*Information given*:
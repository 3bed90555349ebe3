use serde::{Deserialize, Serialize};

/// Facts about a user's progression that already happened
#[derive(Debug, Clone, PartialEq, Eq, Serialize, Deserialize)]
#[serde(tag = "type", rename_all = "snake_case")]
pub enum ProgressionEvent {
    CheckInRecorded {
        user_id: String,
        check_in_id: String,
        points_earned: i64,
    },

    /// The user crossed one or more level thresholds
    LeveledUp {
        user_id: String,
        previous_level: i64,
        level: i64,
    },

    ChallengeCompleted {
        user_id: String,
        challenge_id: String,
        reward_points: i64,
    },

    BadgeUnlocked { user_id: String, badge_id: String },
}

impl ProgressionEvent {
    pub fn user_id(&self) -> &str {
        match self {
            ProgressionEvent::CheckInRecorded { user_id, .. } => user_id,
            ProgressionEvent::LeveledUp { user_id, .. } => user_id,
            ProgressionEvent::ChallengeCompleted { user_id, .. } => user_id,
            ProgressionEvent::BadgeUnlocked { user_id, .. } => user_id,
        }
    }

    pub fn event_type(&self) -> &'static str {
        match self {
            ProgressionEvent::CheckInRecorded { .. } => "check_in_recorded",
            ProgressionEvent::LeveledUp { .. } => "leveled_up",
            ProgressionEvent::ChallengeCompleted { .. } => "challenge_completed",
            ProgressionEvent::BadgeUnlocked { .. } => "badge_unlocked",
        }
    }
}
--
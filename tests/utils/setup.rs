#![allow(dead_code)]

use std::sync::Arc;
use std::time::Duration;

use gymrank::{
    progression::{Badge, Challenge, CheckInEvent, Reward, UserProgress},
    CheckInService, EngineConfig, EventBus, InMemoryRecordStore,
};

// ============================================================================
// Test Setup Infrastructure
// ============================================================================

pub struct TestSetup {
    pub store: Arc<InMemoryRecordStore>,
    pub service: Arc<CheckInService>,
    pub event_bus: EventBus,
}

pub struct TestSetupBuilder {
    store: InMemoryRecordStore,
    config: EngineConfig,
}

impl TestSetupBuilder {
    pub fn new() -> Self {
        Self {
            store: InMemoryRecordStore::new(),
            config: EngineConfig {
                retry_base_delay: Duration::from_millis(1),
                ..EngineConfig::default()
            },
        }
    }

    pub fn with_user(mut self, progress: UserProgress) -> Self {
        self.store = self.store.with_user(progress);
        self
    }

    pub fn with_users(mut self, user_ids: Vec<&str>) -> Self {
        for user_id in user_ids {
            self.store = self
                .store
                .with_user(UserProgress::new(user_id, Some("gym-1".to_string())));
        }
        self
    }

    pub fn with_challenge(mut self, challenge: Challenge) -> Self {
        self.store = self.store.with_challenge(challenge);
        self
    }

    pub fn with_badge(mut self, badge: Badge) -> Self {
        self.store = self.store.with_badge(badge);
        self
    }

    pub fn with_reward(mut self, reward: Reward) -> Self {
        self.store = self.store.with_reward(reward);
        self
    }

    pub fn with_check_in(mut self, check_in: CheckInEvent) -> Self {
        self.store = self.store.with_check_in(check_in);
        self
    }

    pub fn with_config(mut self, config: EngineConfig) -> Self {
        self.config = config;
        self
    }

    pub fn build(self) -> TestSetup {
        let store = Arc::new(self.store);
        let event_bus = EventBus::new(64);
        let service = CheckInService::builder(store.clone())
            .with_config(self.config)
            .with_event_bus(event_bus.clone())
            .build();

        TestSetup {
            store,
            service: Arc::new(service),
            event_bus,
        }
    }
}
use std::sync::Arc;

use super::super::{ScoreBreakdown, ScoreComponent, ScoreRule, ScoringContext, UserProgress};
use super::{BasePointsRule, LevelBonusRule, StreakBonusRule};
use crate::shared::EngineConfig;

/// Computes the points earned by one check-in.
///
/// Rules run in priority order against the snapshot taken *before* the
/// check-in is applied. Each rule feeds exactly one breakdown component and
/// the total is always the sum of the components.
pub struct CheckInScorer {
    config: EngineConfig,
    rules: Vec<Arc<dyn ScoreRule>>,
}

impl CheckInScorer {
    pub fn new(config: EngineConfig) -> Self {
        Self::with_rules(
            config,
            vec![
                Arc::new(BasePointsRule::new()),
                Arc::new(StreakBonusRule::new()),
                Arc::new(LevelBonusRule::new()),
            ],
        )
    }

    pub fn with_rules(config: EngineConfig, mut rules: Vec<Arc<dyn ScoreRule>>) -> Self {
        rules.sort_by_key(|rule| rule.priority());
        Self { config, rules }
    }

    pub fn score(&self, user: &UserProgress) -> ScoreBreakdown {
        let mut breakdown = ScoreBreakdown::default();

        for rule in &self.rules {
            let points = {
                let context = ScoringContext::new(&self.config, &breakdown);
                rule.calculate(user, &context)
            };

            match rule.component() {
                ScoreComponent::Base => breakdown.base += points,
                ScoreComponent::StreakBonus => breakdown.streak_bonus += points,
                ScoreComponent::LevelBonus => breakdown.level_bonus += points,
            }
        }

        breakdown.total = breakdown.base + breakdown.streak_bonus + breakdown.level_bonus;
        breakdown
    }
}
---
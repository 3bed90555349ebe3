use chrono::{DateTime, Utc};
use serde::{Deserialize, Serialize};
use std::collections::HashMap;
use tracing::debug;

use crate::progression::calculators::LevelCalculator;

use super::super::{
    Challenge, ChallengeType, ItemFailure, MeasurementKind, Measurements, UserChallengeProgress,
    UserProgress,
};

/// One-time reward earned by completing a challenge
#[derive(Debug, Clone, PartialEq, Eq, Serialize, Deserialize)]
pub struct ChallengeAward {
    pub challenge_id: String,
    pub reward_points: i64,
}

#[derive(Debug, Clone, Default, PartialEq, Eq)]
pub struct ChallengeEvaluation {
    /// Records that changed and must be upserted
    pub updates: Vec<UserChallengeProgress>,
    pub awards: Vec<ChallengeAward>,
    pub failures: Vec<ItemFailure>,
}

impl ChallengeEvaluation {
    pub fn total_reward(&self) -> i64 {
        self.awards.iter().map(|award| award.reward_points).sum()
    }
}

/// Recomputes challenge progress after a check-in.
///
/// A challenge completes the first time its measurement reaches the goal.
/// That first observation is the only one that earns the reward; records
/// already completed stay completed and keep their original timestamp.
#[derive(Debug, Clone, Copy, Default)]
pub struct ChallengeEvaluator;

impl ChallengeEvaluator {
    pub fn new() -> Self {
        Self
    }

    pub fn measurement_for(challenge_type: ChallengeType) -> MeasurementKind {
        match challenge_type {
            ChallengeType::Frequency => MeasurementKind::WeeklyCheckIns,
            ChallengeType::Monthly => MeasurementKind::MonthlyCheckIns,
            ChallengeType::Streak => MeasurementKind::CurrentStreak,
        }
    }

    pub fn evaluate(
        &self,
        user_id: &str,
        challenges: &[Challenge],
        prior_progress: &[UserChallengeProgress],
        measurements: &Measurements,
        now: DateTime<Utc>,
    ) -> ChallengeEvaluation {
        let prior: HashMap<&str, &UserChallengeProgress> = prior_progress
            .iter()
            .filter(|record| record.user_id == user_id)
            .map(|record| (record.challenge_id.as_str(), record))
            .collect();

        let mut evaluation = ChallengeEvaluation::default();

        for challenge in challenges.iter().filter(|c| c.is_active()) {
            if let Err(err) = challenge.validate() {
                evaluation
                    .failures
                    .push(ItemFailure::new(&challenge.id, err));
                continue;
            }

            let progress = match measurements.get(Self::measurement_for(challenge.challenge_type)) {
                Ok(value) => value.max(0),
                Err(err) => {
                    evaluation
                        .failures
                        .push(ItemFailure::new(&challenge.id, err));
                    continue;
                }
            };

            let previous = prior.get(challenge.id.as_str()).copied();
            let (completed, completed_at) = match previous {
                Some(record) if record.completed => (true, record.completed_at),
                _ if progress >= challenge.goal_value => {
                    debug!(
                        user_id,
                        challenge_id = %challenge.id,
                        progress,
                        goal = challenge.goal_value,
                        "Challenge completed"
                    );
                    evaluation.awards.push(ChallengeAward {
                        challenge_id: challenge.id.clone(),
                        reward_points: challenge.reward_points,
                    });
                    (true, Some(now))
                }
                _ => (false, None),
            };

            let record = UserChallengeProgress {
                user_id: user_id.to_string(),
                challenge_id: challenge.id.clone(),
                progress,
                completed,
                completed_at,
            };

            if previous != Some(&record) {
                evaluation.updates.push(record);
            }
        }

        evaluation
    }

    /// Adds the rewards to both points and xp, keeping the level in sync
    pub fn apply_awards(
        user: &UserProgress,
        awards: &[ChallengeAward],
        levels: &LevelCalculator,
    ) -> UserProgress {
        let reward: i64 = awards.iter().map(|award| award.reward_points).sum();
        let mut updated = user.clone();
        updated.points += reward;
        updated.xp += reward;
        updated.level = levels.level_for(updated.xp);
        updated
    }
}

*Aim of the task*: Give the number of lines above that hold the word "CheckInScorer", and nothing more.

*Task solution*: 2